A broad investigation of the HBV-mediated changes to primary hepatocyte physiology reveals HBV significantly alters metabolic pathways.

Autor: Lamontagne RJ; Microbiology and Immunology Graduate Program, Graduate School of Biomedical Sciences and Professional Studies, Drexel University College of Medicine, Philadelphia, PA, 19102, USA., Casciano JC; Molecular and Cellular Biology and Genetics Graduate Program, Graduate School of Biomedical Sciences and Professional Studies, Drexel University College of Medicine, Philadelphia, PA, 19102, USA., Bouchard MJ; Department of Biochemistry and Molecular Biology, Drexel University College of Medicine, Philadelphia, PA, 19102, USA. Electronic address: mjb93@drexel.edu.
Jazyk: angličtina
Zdroj: Metabolism: clinical and experimental [Metabolism] 2018 Jun; Vol. 83, pp. 50-59. Date of Electronic Publication: 2018 Feb 02.

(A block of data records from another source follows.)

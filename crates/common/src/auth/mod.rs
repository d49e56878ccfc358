//! Caller identity
//!
//! Provides:
//! - Identity context trusted from the upstream proxy headers
//! - Conversion into the acting identity of the deposition services
//! - Axum extractors (required and optional)

use crate::deposit::Actor;
use crate::errors::{AppError, Result};
use axum::{
    extract::{FromRequestParts, OptionalFromRequestParts},
    http::request::Parts,
};
use serde::{Deserialize, Serialize};
use uuid::Uuid;

/// Header carrying the authenticated user id
pub const USER_ID_HEADER: &str = "x-user-id";

/// Header carrying the authenticated user e-mail
pub const USER_EMAIL_HEADER: &str = "x-user-email";

/// Header carrying comma separated roles
pub const USER_ROLES_HEADER: &str = "x-user-roles";

/// Role granting access to every deposition
pub const ADMIN_ROLE: &str = "admin";

/// Identity of the caller of a service operation
#[derive(Debug, Clone, PartialEq, Eq, Serialize, Deserialize)]
pub struct AuthContext {
    /// User ID
    pub user_id: i32,

    /// User e-mail (used in file access rules and notifications)
    pub email: Option<String>,

    /// Roles granted by the identity provider
    pub roles: Vec<String>,

    /// Request ID for tracing
    pub request_id: String,
}

impl AuthContext {
    /// Build a context for a regular user
    pub fn user(user_id: i32, email: impl Into<String>) -> Self {
        Self {
            user_id,
            email: Some(email.into()),
            roles: Vec::new(),
            request_id: Uuid::new_v4().to_string(),
        }
    }

    /// Context used by operator commands and background jobs
    pub fn system() -> Self {
        Self {
            user_id: 0,
            email: None,
            roles: vec![ADMIN_ROLE.to_string()],
            request_id: Uuid::new_v4().to_string(),
        }
    }

    pub fn is_admin(&self) -> bool {
        self.roles.iter().any(|r| r == ADMIN_ROLE)
    }

    /// Acting identity for the deposition services
    pub fn actor(&self, ip_address: Option<String>) -> Actor {
        Actor {
            user_id: self.user_id,
            email: self.email.clone().unwrap_or_default(),
            username: None,
            is_admin: self.is_admin(),
            ip_address,
        }
    }
}

fn header<'a>(parts: &'a Parts, name: &str) -> Option<&'a str> {
    parts.headers.get(name).and_then(|v| v.to_str().ok())
}

fn context_from_parts(parts: &Parts) -> Result<Option<AuthContext>> {
    let Some(raw_id) = header(parts, USER_ID_HEADER) else {
        return Ok(None);
    };

    let user_id = raw_id.trim().parse::<i32>().map_err(|_| AppError::Unauthorized {
        message: format!("Invalid {} header", USER_ID_HEADER),
    })?;

    let request_id = header(parts, "x-request-id")
        .map(String::from)
        .unwrap_or_else(|| Uuid::new_v4().to_string());

    let roles = header(parts, USER_ROLES_HEADER)
        .map(|r| {
            r.split(',')
                .map(|s| s.trim().to_string())
                .filter(|s| !s.is_empty())
                .collect()
        })
        .unwrap_or_default();

    Ok(Some(AuthContext {
        user_id,
        email: header(parts, USER_EMAIL_HEADER).map(String::from),
        roles,
        request_id,
    }))
}

/// Axum extractor for AuthContext; rejects anonymous requests
impl<S> FromRequestParts<S> for AuthContext
where
    S: Send + Sync,
{
    type Rejection = AppError;

    async fn from_request_parts(parts: &mut Parts, _state: &S) -> Result<Self> {
        context_from_parts(parts)?.ok_or_else(|| AppError::Unauthorized {
            message: format!("Missing {} header", USER_ID_HEADER),
        })
    }
}

/// Optional extractor for endpoints open to anonymous callers
impl<S> OptionalFromRequestParts<S> for AuthContext
where
    S: Send + Sync,
{
    type Rejection = AppError;

    async fn from_request_parts(parts: &mut Parts, _state: &S) -> Result<Option<Self>> {
        context_from_parts(parts)
    }
}

#[cfg(test)]
mod tests {
    use super::*;
    use axum::http::Request;

    fn parts(headers: &[(&str, &str)]) -> Parts {
        let mut builder = Request::builder().uri("/deposit");
        for (name, value) in headers {
            builder = builder.header(*name, *value);
        }
        builder.body(()).unwrap().into_parts().0
    }

    #[test]
    fn test_context_from_headers() {
        let parts = parts(&[
            (USER_ID_HEADER, "42"),
            (USER_EMAIL_HEADER, "owner@example.org"),
            (USER_ROLES_HEADER, "curator, admin"),
        ]);

        let ctx = context_from_parts(&parts).unwrap().unwrap();
        assert_eq!(ctx.user_id, 42);
        assert_eq!(ctx.email.as_deref(), Some("owner@example.org"));
        assert!(ctx.is_admin());
    }

    #[test]
    fn test_anonymous_and_invalid() {
        assert!(context_from_parts(&parts(&[])).unwrap().is_none());
        assert!(context_from_parts(&parts(&[(USER_ID_HEADER, "abc")])).is_err());
    }

    #[test]
    fn test_actor() {
        let actor = AuthContext::user(1, "a@example.org").actor(Some("10.0.0.1".into()));
        assert_eq!(actor.user_id, 1);
        assert_eq!(actor.email, "a@example.org");
        assert!(!actor.is_admin);
        assert_eq!(actor.ip_address.as_deref(), Some("10.0.0.1"));
        assert!(AuthContext::system().actor(None).is_admin);
    }
}
//! Depositions
//!
//! Provides:
//! - Creation with prefilled defaults and the per-user autosave cache
//! - Metadata saves validated against the field schema
//! - File operations on the deposition bucket
//! - DOI pre-reservation
//! - Edit, discard, halt, new version and delete transitions
//!
//! Publication itself lives in [`crate::pipeline`].

mod envelope;
pub mod firerole;
pub mod state;

pub use envelope::{envelope, file_entry};
pub use state::Event;

use crate::cache::keys;
use crate::db::models::*;
use crate::errors::{AppError, Result};
use crate::pidstore::NewPid;
use crate::pipeline::postprocess::strip_for_draft;
use crate::records;
use crate::services::Services;
use crate::storage::ObjectInfo;
use crate::translator::nested_to_legacy;
use crate::validators::{self, Mode, ValidationContext};
use crate::versioning;
use chrono::Utc;
use sea_orm::{
    ActiveModelTrait, ColumnTrait, ConnectionTrait, EntityTrait, QueryFilter, Set, TransactionTrait,
};
use serde::{Deserialize, Serialize};
use serde_json::{json, Map, Value};
use std::collections::HashSet;
use tracing::{info, instrument, warn};
use uuid::Uuid;

/// Object type stored on depid PIDs
pub const DEPOSIT_OBJECT_TYPE: &str = "dep";

/// Authenticated caller of a deposit operation
#[derive(Debug, Clone, PartialEq, Eq, Serialize, Deserialize)]
pub struct Actor {
    pub user_id: i32,
    pub email: String,
    pub username: Option<String>,
    pub is_admin: bool,
    pub ip_address: Option<String>,
}

impl Actor {
    pub fn user(user_id: i32, email: impl Into<String>) -> Self {
        Self {
            user_id,
            email: email.into(),
            username: None,
            is_admin: false,
            ip_address: None,
        }
    }

    pub fn admin(user_id: i32, email: impl Into<String>) -> Self {
        Self {
            is_admin: true,
            ..Self::user(user_id, email)
        }
    }
}

/// Draft values every new deposition starts with
pub fn default_draft(services: &Services) -> Value {
    let site = &services.config.site;
    json!({
        "access_right": site.default_access_right,
        "license": site.default_license,
        "publication_date": Utc::now().date_naive().format("%Y-%m-%d").to_string(),
    })
}

/// Overlay `top` onto `base`, key by key
pub fn merge(base: Value, top: &Value) -> Value {
    let mut out = match base {
        Value::Object(map) => map,
        _ => Map::new(),
    };
    if let Some(top) = top.as_object() {
        for (k, v) in top {
            out.insert(k.clone(), v.clone());
        }
    }
    Value::Object(out)
}

/// Make sure the user row referenced by depositions and communities exists
pub async fn ensure_user<C: ConnectionTrait>(db: &C, actor: &Actor) -> Result<User> {
    if let Some(user) = UserEntity::find_by_id(actor.user_id).one(db).await? {
        return Ok(user);
    }
    UserActiveModel {
        id: Set(actor.user_id),
        email: Set(actor.email.clone()),
        username: Set(actor.username.clone()),
    }
    .insert(db)
    .await
    .map_err(Into::into)
}

/// Deposition operations over the shared services
#[derive(Clone)]
pub struct DepositService {
    services: Services,
}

DOI: 10.1016/j.metabol.2018.01.007
Abstrakt: Objective: As the leading risk factor for the development of liver cancer, chronic infection with hepatitis B virus (HBV) represents a significant global health concern. Although an effective HBV vaccine exists, at least 240 million people are chronically infected with HBV worldwide. Therapeutic options for the treatment of chronic HBV remain limited, and none achieve an absolute cure. To develop novel therapeutic targets, a better understanding of the complex network of virus-host interactions is needed. Because of the central metabolic role of the liver, we assessed the metabolic impact of HBV infection as a means to identify viral dependency factors and metabolic pathways that could serve as novel points of therapeutic intervention.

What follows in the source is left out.